У меня падало давление. Девушка у касс оглядывала свои покупки с якобы детским, но на самом деле бездумно-животным взглядом, и закусывала губу, будто бы перед некой проблемой. Толстый женственный мужик с абсолютной уверенностью в законности своего существования обхватил губами горлышко Guinness, глотнул. Безостановочно пищали кассовые аппараты и играла компьютерная музыка, верещали игровые автоматы, хрустели пакеты. Пахло синтетическим переходом от жизни к смерти. Кто-то звонил по мобильнику и трепал барсетку. Я чуть дольше посмотрел на женственного парня и сразу же увидел страх в его глазах, еще немного, и я бы разоблачил его, он отвел взгляд и беспомощно оглядывался. Я увидел в руках кассирши «Печень трески». Вспомнил, как Серафимыч покупал мне печень трески, и, если она была горькая, он сам ее съедал, а мне покупал новую. Как он умудрялся так делать покупки, что я ничего не замечал?! Он будто бы и не покупал еды, но мы не умирали с голоду.
Няня обиделась на меня и нервничала с красным лицом. Из-за ее обиды и этого лица, и оттого, что я очень хотел, чтобы все было мило, как у людей, я рассвирепел еще больше и готов был орать на весь магазин и не упаковывать все это в аккуратные пакеты, а расшвыривать. Вот сейчас. И я глубоко вдыхал и считал до тридцати.
— Что случилось, Анвар?
«Десять, одиннадцать, двенадцать…»
— Так… ничего, Нянь, — я укатывался от нее на тележке.

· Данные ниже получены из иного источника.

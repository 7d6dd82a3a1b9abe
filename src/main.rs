use std::sync::Arc;

use actix_web::{middleware::Logger, web, App, HttpServer};
use anyhow::Context;
use metrics_exporter_prometheus::PrometheusBuilder;

use surge_radar::{
    config::settings::Settings,
    middleware::metrics::Metrics,
    routes::{
        health::health_routes,
        radar::{radar_scope, RadarState},
    },
    services::{market_data::UpbitClient, notifier::TelegramNotifier},
    utils::route_debug::dump_routes,
};

fn init_logging() {
    env_logger::Builder::from_env(
        env_logger::Env::default().default_filter_or("info"),
    )
        .init();
}

#[actix_web::main]
async fn main() -> anyhow::Result<()> {
    init_logging();

    let settings = Settings::new().unwrap_or_else(|e| {
        eprintln!("Failed to load settings: {e}");
        std::process::exit(1);
    });
    log::info!("Starting surge radar on port {}…", settings.server_port);
    log::debug!("{settings:?}");

    let prometheus = PrometheusBuilder::new()
        .install_recorder()
        .context("installing prometheus recorder")?;

    let source = UpbitClient::new(settings.upbit_api_url.clone(), settings.http_timeout)
        .context("building upbit client")?;
    let notifier = TelegramNotifier::new(
        settings.telegram_api_url.clone(),
        settings.telegram_bot_token.clone(),
        settings.telegram_chat_id.clone(),
        settings.http_timeout,
    )
    .context("building telegram notifier")?;

    let state = RadarState {
        source: Arc::new(source),
        notifier: Arc::new(notifier),
        defaults: settings.defaults,
    };

    HttpServer::new(move || {
        App::new()
            .wrap(Metrics)
            .wrap(Logger::default())
            .app_data(web::Data::new(state.clone()))
            .app_data(web::Data::new(prometheus.clone()))

            .configure(health_routes)
            .service(radar_scope())

            //debug
            .service(dump_routes)
    })
        .bind(("0.0.0.0", settings.server_port))?
        .run()
        .await?;

    Ok(())
}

— Я уже не понимаю, что я такого сделала?
«Семнадцать, восемнадцать».
— Могу же я знать. Ведь ты от меня скрываешь…
Мы вышли на улицу, я катился на тележке к нашей машине.
— Няня, я просто ненавижу всех этих людей!
— Да что они-то тебе сделали?!
«Двадцать девять, тридцать».
Няня закричала и поднесла ладонь ко рту.
— Я их…! — спрыгнул и пытался затормозить, но тележку и меня заносило, а они все ехали, я увидел нагнувшееся ко мне лицо водителя в куртке «Аляска», и вдруг чужой и неожиданно сильный удар… этот запах и медный привкус крови в носоглотке.
Открытые двери машины, Няня что-то объясняет какому-то мужику… а что случилось?
Нелли Рубер-Волкадаева — 500 $
Куда бы мы с Няней не пошли, всегда было ощущение, будто я выглядываю из кармана чужого мне мужика, и вздрагиваю, когда его называют моим именем, и стыжусь перед своим вечным сторонним наблюдателем.
— Нянь, а что за необходимость такая координировать работу в сфере пиар, в целях создания положительного имиджа налоговой полиции Российской Федерации?
— Так, подожди, Анвар, мне некогда.
— У них один имидж…
На этих светских мероприятиях Няня подходила к нужным людям и с особенной беззаботностью быстро проговаривала свою должность, слегка выделяя «налоговой полиции».
— О-о, — с шутливым испугом отстранялись собеседники.
Няня сдержанно улыбалась.
— Да-а, поднялся я, поднялся, — говорил парень с комсомольски-плакатным лицом 1970-го года.
Он с гордостью выпячивал свой цинизм, это было модно, и Няня слушала его с уважительным одобрением и намеренно преувеличенной завистью.
— Эх, мне б еще два таких дефолта, — сожалел он.
Няня понимающе кивала головой человеку, благодаря которому моя стипендия уменьшилась теперь в три раза. Они словно бы состояли в циничном и радостном заговоре против всех нас — лохов.
Welkome-cocktail.
Я ходил с занудным мучением в груди — все лица были знакомы, но я никого не знал и с задумчивым видом пытался вспомнить, где же я их видел всех. Вспоминал — ах, да, по телевизору, но и это ничего мне не давало.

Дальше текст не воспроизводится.